[Dataset entries]
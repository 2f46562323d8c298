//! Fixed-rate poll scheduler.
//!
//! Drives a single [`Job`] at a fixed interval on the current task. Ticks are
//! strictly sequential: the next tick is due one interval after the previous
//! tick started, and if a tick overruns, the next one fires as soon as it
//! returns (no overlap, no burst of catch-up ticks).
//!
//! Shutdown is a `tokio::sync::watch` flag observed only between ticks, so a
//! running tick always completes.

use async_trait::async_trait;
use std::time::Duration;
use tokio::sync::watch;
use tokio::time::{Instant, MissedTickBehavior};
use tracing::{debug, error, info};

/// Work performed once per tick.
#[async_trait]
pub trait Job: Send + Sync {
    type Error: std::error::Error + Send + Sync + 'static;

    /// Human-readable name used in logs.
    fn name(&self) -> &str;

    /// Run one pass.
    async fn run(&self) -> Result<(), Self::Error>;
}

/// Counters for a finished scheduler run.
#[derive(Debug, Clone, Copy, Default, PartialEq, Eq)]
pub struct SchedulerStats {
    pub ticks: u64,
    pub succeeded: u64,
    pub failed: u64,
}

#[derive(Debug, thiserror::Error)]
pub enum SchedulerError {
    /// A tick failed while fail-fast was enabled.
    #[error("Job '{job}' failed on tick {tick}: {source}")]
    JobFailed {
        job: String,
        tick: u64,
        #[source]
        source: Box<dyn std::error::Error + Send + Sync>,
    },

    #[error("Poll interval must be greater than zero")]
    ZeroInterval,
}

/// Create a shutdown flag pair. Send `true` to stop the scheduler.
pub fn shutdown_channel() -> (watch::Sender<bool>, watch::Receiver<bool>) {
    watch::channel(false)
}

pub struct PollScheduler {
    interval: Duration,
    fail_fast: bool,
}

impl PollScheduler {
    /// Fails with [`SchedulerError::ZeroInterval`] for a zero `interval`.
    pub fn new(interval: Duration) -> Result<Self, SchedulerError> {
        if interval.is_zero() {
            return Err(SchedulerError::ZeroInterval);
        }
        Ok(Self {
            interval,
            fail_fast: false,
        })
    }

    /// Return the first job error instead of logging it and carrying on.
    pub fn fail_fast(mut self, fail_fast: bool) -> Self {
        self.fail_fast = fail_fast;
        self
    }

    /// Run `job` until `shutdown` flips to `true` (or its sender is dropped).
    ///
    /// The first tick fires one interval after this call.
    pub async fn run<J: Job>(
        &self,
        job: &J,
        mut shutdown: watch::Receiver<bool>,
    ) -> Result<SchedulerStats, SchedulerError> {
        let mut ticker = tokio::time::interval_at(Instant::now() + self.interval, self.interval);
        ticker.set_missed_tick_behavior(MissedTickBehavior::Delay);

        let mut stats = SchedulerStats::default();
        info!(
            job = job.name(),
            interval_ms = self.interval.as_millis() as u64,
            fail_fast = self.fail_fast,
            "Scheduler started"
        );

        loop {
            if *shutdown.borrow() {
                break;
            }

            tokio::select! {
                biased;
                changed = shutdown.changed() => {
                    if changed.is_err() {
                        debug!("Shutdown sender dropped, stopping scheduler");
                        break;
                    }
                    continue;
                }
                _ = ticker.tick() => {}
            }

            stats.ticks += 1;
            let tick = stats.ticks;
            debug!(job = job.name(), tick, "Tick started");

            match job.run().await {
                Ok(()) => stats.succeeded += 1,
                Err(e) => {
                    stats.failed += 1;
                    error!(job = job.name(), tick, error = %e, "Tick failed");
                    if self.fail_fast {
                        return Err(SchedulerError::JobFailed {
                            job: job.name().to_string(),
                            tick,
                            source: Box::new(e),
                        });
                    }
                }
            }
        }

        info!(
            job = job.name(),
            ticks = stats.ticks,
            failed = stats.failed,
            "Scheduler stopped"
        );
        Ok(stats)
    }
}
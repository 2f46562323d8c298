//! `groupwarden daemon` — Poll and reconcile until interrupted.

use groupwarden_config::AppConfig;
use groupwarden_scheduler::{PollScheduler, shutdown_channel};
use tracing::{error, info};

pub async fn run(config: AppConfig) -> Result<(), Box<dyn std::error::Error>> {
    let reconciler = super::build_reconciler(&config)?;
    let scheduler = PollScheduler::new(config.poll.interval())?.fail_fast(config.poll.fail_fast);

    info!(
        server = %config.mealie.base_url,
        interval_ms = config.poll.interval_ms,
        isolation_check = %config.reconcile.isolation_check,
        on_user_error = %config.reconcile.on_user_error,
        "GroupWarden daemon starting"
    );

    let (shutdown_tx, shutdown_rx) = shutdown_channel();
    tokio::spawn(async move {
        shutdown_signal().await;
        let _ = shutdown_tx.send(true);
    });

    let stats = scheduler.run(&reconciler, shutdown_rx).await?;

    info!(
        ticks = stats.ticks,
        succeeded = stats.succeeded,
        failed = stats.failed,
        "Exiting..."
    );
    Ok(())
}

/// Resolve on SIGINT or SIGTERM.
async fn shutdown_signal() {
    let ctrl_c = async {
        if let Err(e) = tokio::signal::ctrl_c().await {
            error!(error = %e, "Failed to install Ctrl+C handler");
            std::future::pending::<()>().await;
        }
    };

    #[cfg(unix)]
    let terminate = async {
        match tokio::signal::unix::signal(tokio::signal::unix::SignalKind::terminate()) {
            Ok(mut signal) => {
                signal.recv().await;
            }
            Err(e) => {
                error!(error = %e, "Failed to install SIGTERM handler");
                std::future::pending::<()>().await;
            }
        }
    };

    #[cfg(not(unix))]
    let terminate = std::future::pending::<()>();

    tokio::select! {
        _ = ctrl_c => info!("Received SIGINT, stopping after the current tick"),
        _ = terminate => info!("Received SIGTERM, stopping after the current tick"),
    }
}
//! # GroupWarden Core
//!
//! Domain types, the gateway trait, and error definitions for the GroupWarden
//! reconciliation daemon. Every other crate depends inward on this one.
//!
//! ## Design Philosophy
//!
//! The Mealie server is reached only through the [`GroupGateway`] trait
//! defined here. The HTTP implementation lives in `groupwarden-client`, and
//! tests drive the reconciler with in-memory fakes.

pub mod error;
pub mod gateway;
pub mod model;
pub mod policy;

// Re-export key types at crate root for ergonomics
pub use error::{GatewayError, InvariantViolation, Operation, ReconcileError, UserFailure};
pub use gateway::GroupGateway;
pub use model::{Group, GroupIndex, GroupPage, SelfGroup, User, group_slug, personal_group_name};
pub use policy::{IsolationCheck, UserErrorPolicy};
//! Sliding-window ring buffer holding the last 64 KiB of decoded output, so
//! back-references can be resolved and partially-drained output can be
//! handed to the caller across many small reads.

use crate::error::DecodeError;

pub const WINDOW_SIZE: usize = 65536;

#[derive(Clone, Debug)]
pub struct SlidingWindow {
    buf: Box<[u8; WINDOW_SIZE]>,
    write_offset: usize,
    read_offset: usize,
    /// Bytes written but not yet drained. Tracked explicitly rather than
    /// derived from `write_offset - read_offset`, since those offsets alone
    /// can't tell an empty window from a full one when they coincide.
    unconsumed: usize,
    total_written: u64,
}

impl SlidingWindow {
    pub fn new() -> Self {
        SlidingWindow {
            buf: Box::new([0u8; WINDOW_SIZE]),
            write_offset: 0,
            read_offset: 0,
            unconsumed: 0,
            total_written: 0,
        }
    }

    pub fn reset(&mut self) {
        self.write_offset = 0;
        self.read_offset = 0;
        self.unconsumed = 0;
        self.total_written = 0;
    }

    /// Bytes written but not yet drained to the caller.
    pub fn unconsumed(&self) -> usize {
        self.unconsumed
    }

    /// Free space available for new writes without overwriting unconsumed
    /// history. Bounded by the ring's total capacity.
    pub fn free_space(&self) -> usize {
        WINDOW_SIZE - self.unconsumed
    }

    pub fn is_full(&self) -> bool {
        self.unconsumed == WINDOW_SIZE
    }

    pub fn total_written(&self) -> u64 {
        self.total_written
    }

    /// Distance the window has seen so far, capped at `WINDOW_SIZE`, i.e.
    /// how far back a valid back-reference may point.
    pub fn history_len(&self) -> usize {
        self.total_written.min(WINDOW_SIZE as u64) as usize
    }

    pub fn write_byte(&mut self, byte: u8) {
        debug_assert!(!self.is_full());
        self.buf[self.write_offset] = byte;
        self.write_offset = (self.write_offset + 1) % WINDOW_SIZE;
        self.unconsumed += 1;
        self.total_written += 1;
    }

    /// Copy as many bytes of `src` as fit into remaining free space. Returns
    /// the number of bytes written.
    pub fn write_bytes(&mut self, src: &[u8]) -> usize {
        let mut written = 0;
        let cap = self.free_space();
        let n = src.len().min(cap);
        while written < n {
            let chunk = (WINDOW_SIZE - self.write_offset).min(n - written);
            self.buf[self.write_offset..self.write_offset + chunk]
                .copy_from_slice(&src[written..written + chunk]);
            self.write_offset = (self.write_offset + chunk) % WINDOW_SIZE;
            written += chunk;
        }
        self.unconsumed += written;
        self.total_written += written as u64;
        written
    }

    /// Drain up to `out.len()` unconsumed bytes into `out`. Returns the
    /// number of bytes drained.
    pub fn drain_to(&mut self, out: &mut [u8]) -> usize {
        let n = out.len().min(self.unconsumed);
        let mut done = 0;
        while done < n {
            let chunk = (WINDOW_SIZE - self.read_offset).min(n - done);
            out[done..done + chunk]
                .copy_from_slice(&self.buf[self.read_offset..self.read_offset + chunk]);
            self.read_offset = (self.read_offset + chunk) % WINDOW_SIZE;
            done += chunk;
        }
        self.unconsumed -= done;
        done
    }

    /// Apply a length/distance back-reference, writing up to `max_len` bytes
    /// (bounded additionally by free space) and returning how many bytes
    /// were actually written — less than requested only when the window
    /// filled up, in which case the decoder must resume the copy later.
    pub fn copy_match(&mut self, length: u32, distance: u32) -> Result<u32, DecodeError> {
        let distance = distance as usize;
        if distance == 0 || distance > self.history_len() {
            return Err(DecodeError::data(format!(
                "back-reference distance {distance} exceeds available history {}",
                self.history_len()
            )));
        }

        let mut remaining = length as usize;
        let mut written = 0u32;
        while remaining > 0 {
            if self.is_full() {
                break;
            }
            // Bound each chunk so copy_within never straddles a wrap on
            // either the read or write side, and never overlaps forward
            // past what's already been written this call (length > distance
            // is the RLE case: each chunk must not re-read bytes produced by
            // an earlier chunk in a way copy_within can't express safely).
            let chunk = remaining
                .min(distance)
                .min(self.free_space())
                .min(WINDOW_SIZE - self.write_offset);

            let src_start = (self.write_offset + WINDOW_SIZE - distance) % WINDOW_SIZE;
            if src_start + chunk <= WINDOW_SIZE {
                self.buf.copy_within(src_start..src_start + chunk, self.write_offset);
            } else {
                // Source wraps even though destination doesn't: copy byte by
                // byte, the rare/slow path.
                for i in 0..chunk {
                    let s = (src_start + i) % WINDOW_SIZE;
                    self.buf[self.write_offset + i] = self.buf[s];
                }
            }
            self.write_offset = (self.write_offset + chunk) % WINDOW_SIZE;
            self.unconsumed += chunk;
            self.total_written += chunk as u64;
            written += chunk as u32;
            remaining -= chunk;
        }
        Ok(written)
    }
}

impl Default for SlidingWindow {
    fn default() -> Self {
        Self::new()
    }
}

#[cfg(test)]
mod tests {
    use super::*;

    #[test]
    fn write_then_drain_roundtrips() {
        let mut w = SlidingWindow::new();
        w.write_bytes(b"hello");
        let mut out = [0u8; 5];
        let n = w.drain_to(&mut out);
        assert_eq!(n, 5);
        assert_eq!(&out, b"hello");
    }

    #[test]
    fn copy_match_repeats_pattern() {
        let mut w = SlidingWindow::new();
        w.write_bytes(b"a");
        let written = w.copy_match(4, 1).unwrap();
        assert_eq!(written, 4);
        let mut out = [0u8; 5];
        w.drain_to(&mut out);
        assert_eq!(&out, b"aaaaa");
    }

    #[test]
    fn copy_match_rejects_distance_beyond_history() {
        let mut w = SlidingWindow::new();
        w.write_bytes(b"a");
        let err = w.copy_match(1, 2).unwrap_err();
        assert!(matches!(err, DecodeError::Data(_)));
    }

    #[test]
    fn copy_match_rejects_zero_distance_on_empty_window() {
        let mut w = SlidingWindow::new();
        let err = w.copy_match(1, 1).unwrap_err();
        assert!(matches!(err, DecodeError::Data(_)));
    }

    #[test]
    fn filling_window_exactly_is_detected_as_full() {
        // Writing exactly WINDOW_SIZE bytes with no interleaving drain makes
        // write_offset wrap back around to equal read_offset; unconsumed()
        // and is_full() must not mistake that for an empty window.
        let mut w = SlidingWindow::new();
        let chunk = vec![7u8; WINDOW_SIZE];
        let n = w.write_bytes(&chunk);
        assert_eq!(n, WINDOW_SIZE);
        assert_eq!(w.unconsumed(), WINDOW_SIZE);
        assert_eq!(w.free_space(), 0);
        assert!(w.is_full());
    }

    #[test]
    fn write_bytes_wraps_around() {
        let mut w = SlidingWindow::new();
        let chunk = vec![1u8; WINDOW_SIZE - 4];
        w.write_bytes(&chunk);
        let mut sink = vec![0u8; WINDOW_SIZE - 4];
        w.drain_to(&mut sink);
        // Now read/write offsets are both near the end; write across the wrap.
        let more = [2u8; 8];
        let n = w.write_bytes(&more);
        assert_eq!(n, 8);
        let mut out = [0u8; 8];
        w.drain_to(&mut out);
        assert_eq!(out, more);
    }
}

* _Goal of the exercise_: In the data above, repeat exactly each line from the first through the line that contains "fn name(&self) -> &str;", and give nothing else.

* _Completed exercise_:
repository 2f46562323d8c298
//! Fixed-rate poll scheduler.
//!
//! Drives a single [`Job`] at a fixed interval on the current task. Ticks are
//! strictly sequential: the next tick is due one interval after the previous
//! tick started, and if a tick overruns, the next one fires as soon as it
//! returns (no overlap, no burst of catch-up ticks).
//!
//! Shutdown is a `tokio::sync::watch` flag observed only between ticks, so a
//! running tick always completes.

use async_trait::async_trait;
use std::time::Duration;
use tokio::sync::watch;
use tokio::time::{Instant, MissedTickBehavior};
use tracing::{debug, error, info};

/// Work performed once per tick.
#[async_trait]
pub trait Job: Send + Sync {
    type Error: std::error::Error + Send + Sync + 'static;

    /// Human-readable name used in logs.
    fn name(&self) -> &str;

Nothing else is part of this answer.